Philadelphia VA Medical Center, Philadelphia, PA, USA.
Photochem Photobiol. 2011 May-Jun;87(3):690-8. doi: 10.1111/j.1751-1097.2011.00911.x. Epub 2011 Mar 9.
Human cutaneous photodamage is a major medical problem that includes premature aging and fragility of the skin. Nonxenografted animal models have not been comparatively evaluated for how well they resemble the changes seen in human skin. Here, we sought to identify a suitable mouse model that recapitulates key anatomic, cellular and molecular responses observed in human skin during acute UV exposure. Adult females from three strains of mice, C57BL/6J, SKH1 and Balb/c were exposed to UVB and then evaluated 3 or 20 h after the last irradiation. Skin from UVB-exposed C57BL/6J mice showed features resembling human photodamage, including epidermal thickening, infiltration of the dermis with inflammatory cells, induction of tumor necrosis factor-α (TNF-α) mRNA, accumulation of glycosaminoglycans, particularly hyaluronan in the epidermis and loss of collagen. Hairless SKH1 mouse skin responded similarly, but without any induction of TNF-α mRNA or chondroitin sulfate. Irradiated Balb/c mice were the least similar to humans. Our results in C57BL/6J mice and to a lesser extent in SKH1 mice, show cutaneous responses to a course of UVB-irradiation that mirror those seen in human skin. Proper choice of model is critical for investigating cellular and molecular mechanisms of photodamage and photoaging.

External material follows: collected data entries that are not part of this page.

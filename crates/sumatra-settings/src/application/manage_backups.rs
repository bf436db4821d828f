//! Backup snapshot, revert and delete.
//!
//! Every operation here touches two resources: a snapshot file next to the
//! settings file, and the ledger entry describing it.  They are kept in step
//! so that the set of snapshot files on disk always equals the set of file
//! names in the ledger:
//!
//! | Operation | File step                        | Ledger step | Ordering |
//! |-----------|----------------------------------|-------------|----------|
//! | create    | copy settings → snapshot         | append      | copy first; copy removed again if the append fails |
//! | revert    | rename snapshot → settings file  | remove      | rename first; ledger untouched if it fails |
//! | delete    | unlink snapshot                  | remove      | unlink first; an already-missing file still gets its record removed |

use std::collections::HashSet;
use std::fmt::Write as _;
use std::fs::{self, OpenOptions};
use std::io::{self, ErrorKind};
use std::path::{Component, Path, PathBuf};

use sumatra_core::{backup_file_name, BackupRecord};
use thiserror::Error;
use tracing::{error, info, warn};

use crate::infrastructure::storage::ledger::{LedgerError, LedgerLookup, LedgerStore};

/// Upper bound on `_backup_N` candidates tried before giving up.
const MAX_NAME_ATTEMPTS: usize = 10_000;

/// `chrono` format used for `created_at` unless configured otherwise.
pub const DEFAULT_TIMESTAMP_FORMAT: &str = "%Y-%m-%d %H:%M:%S";

/// Error type for backup operations.
#[derive(Debug, Error)]
pub enum BackupError {
    /// The settings file to snapshot does not exist.
    #[error("Sumatra settings file not found at {0}")]
    SettingsFileMissing(PathBuf),

    /// A ledger record points at a snapshot that is gone.
    #[error("backup file {0} not found")]
    SnapshotMissing(PathBuf),

    /// Every candidate snapshot name is already taken.
    #[error("no free backup file name next to {0}")]
    NoFreeName(PathBuf),

    /// A ledger record names something other than a plain file in the
    /// settings folder (an absolute path, `..`, or a nested path).
    #[error("backup record {0:?} is not a plain file name")]
    InvalidRecordName(String),

    /// The 1-based selection does not address a listed record.
    #[error("selection {index} is out of range (1..={len})")]
    SelectionOutOfRange { index: usize, len: usize },

    /// A file system I/O error occurred.
    #[error("I/O error on {path}: {source}")]
    Io {
        path: PathBuf,
        #[source]
        source: io::Error,
    },

    #[error(transparent)]
    Ledger(#[from] LedgerError),
}

/// How snapshots are named and recorded.
#[derive(Debug, Clone, PartialEq, Eq)]
pub struct BackupOptions {
    /// Key the record list lives under in the ledger document.
    pub ledger_key: String,
    /// Marker inserted before the settings file's extension.
    pub suffix: String,
    /// `chrono` format string for `created_at`.
    pub timestamp_format: String,
}

impl Default for BackupOptions {
    fn default() -> Self {
        Self {
            ledger_key: crate::infrastructure::storage::ledger::DEFAULT_LEDGER_KEY.to_string(),
            suffix: sumatra_core::DEFAULT_BACKUP_SUFFIX.to_string(),
            timestamp_format: DEFAULT_TIMESTAMP_FORMAT.to_string(),
        }
    }
}

/// Result of a revert request.
#[derive(Debug, Clone, PartialEq, Eq)]
pub enum RevertOutcome {
    /// The ledger holds nothing to revert to.
    NoBackups,
    /// The settings file now holds the snapshot's content.
    Reverted(BackupRecord),
}

/// Result of a delete request.
#[derive(Debug, Clone, PartialEq, Eq)]
pub enum DeleteOutcome {
    /// The ledger holds nothing to delete.
    NoBackups,
    /// Snapshot file unlinked and record removed.
    Deleted(BackupRecord),
    /// The snapshot file was already gone; the record was removed anyway.
    FileAlreadyMissing(BackupRecord),
}

/// Picks the record at 1-based `index`.
///
/// # Errors
///
/// [`BackupError::SelectionOutOfRange`] for `0` or an index past the end.
pub fn select_record(records: &[BackupRecord], index: usize) -> Result<&BackupRecord, BackupError> {
    index
        .checked_sub(1)
        .and_then(|i| records.get(i))
        .ok_or(BackupError::SelectionOutOfRange {
            index,
            len: records.len(),
        })
}

/// Snapshot ledger for one settings file.
#[derive(Debug, Clone)]
pub struct BackupManager {
    settings_file: PathBuf,
    ledger: LedgerStore,
    options: BackupOptions,
}

impl BackupManager {
    pub fn new(settings_file: impl Into<PathBuf>, ledger: LedgerStore, options: BackupOptions) -> Self {
        Self {
            settings_file: settings_file.into(),
            ledger,
            options,
        }
    }

    pub fn settings_file(&self) -> &Path {
        &self.settings_file
    }

    pub fn ledger(&self) -> &LedgerStore {
        &self.ledger
    }

    /// Folder holding the settings file and its snapshots.
    pub fn settings_folder(&self) -> &Path {
        self.settings_file.parent().unwrap_or_else(|| Path::new("."))
    }

    /// Absolute path of the snapshot described by `record`.
    ///
    /// # Errors
    ///
    /// [`BackupError::InvalidRecordName`] unless the record names a single
    /// plain file, so a hand-edited ledger cannot reach outside the folder.
    pub fn snapshot_path(&self, record: &BackupRecord) -> Result<PathBuf, BackupError> {
        let mut components = Path::new(&record.file_name).components();
        match (components.next(), components.next()) {
            (Some(Component::Normal(_)), None) => Ok(self.settings_folder().join(&record.file_name)),
            _ => Err(BackupError::InvalidRecordName(record.file_name.clone())),
        }
    }

    /// Current ledger state, oldest record first.
    pub fn list(&self) -> Result<LedgerLookup, BackupError> {
        Ok(self.ledger.lookup(&self.options.ledger_key)?)
    }

    /// Copies the settings file to a fresh snapshot and records it.
    ///
    /// # Errors
    ///
    /// - [`BackupError::SettingsFileMissing`] if there is nothing to copy.
    /// - [`BackupError::Io`] if the copy fails (no record is written).
    /// - [`BackupError::Ledger`] if the ledger cannot be read (nothing is
    ///   copied) or recording fails (the copy is removed).
    pub fn create(&self) -> Result<BackupRecord, BackupError> {
        let mut input = match fs::File::open(&self.settings_file) {
            Ok(file) => file,
            Err(e) if e.kind() == ErrorKind::NotFound => {
                return Err(BackupError::SettingsFileMissing(self.settings_file.clone()))
            }
            Err(source) => {
                return Err(BackupError::Io {
                    path: self.settings_file.clone(),
                    source,
                })
            }
        };

        let taken: HashSet<String> = self
            .list()?
            .into_records()
            .into_iter()
            .map(|r| r.file_name)
            .collect();
        let (path, mut dest) = self.open_free_snapshot(&taken)?;
        if let Err(source) = io::copy(&mut input, &mut dest).and_then(|_| dest.sync_all()) {
            drop(dest);
            self.discard(&path);
            return Err(BackupError::Io { path, source });
        }
        drop(dest);

        let file_name = path
            .file_name()
            .map(|n| n.to_string_lossy().into_owned())
            .unwrap_or_default();
        let record = BackupRecord::new(file_name, self.timestamp());

        if let Err(e) = self.ledger.append(&self.options.ledger_key, record.clone()) {
            self.discard(&path);
            return Err(e.into());
        }

        info!(file = %record.file_name, "settings backup created");
        Ok(record)
    }

    /// Replaces the settings file with the snapshot at 1-based `index` and
    /// forgets the snapshot.
    ///
    /// # Errors
    ///
    /// - [`BackupError::SelectionOutOfRange`] for a bad index.
    /// - [`BackupError::SnapshotMissing`] / [`BackupError::Io`] when the
    ///   rename fails; the ledger is left as it was.
    /// - [`BackupError::Ledger`] if the record cannot be removed afterwards.
    pub fn revert(&self, index: usize) -> Result<RevertOutcome, BackupError> {
        let LedgerLookup::Records(records) = self.list()? else {
            return Ok(RevertOutcome::NoBackups);
        };
        let record = select_record(&records, index)?.clone();
        let snapshot = self.snapshot_path(&record)?;

        fs::rename(&snapshot, &self.settings_file).map_err(|source| {
            if source.kind() == ErrorKind::NotFound {
                BackupError::SnapshotMissing(snapshot.clone())
            } else {
                BackupError::Io {
                    path: snapshot.clone(),
                    source,
                }
            }
        })?;

        self.ledger.remove(&self.options.ledger_key, &record)?;
        info!(file = %record.file_name, "settings reverted to backup");
        Ok(RevertOutcome::Reverted(record))
    }

    /// Deletes the snapshot at 1-based `index` and forgets it.
    ///
    /// # Errors
    ///
    /// - [`BackupError::SelectionOutOfRange`] for a bad index.
    /// - [`BackupError::Io`] when unlinking fails for a reason other than
    ///   the file already being gone; the ledger is left as it was.
    /// - [`BackupError::Ledger`] if the record cannot be removed.
    pub fn delete(&self, index: usize) -> Result<DeleteOutcome, BackupError> {
        let LedgerLookup::Records(records) = self.list()? else {
            return Ok(DeleteOutcome::NoBackups);
        };
        let record = select_record(&records, index)?.clone();
        let snapshot = self.snapshot_path(&record)?;

        let file_was_present = match fs::remove_file(&snapshot) {
            Ok(()) => true,
            Err(e) if e.kind() == ErrorKind::NotFound => {
                warn!(file = %record.file_name, "backup file not found; removing dangling record");
                false
            }
            Err(source) => {
                return Err(BackupError::Io {
                    path: snapshot,
                    source,
                })
            }
        };

        self.ledger.remove(&self.options.ledger_key, &record)?;
        if file_was_present {
            info!(file = %record.file_name, "settings backup deleted");
            Ok(DeleteOutcome::Deleted(record))
        } else {
            Ok(DeleteOutcome::FileAlreadyMissing(record))
        }
    }

    /// Creates the first `<stem><suffix>[_N]<ext>` file next to the settings
    /// file that neither exists on disk nor appears in `taken` (the names
    /// already recorded in the ledger, including dangling ones).
    fn open_free_snapshot(&self, taken: &HashSet<String>) -> Result<(PathBuf, fs::File), BackupError> {
        let base = self
            .settings_file
            .file_name()
            .map(|n| n.to_string_lossy().into_owned())
            .unwrap_or_default();

        for attempt in 0..MAX_NAME_ATTEMPTS {
            let name = backup_file_name(&base, &self.options.suffix, attempt);
            if taken.contains(&name) {
                continue;
            }
            let path = self.settings_folder().join(name);
            match OpenOptions::new().write(true).create_new(true).open(&path) {
                Ok(file) => return Ok((path, file)),
                Err(e) if e.kind() == ErrorKind::AlreadyExists => continue,
                Err(source) => return Err(BackupError::Io { path, source }),
            }
        }
        Err(BackupError::NoFreeName(self.settings_file.clone()))
    }

    /// Current local time in the configured format.
    fn timestamp(&self) -> String {
        let now = chrono::Local::now();
        let mut out = String::new();
        if write!(out, "{}", now.format(&self.options.timestamp_format)).is_err() {
            warn!(format = %self.options.timestamp_format, "invalid timestamp format, using default");
            out = now.format(DEFAULT_TIMESTAMP_FORMAT).to_string();
        }
        out
    }

    /// Best-effort removal of a snapshot that must not outlive a failed create.
    fn discard(&self, path: &Path) {
        if let Err(e) = fs::remove_file(path) {
            error!(path = %path.display(), "failed to remove unrecorded backup: {e}");
        }
    }
}

// ── Tests ─────────────────────────────────────────────────────────────────────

人类皮肤光损伤是一个主要的医学问题,包括皮肤的过早老化和脆弱。尚未对非异种移植的动物模型进行比较评估,以了解它们与人类皮肤所见变化的相似程度。在这里,我们试图确定一种合适的小鼠模型,该模型可以重现人类皮肤在急性 UV 暴露期间观察到的关键解剖、细胞和分子反应。来自三个品系的成年雌性小鼠(C57BL/6J、SKH1 和 Balb/c)接受 UVB 照射,然后在最后一次照射后 3 或 20 小时进行评估。来自 UVB 照射的 C57BL/6J 小鼠的皮肤显示出类似于人类光损伤的特征,包括表皮增厚、真皮炎症细胞浸润、肿瘤坏死因子-α(TNF-α)mRNA 的诱导、糖胺聚糖(特别是表皮中的透明质酸)的积累以及胶原蛋白的丧失。无毛 SKH1 小鼠皮肤的反应类似,但没有任何 TNF-α mRNA 或硫酸软骨素的诱导。接受照射的 Balb/c 小鼠与人类的相似性最小。我们在 C57BL/6J 小鼠中的结果以及在较小程度上在 SKH1 小鼠中的结果表明,皮肤对一系列 UVB 照射的反应与人类皮肤所见的反应相似。选择合适的模型对于研究光损伤和光老化的细胞和分子机制至关重要。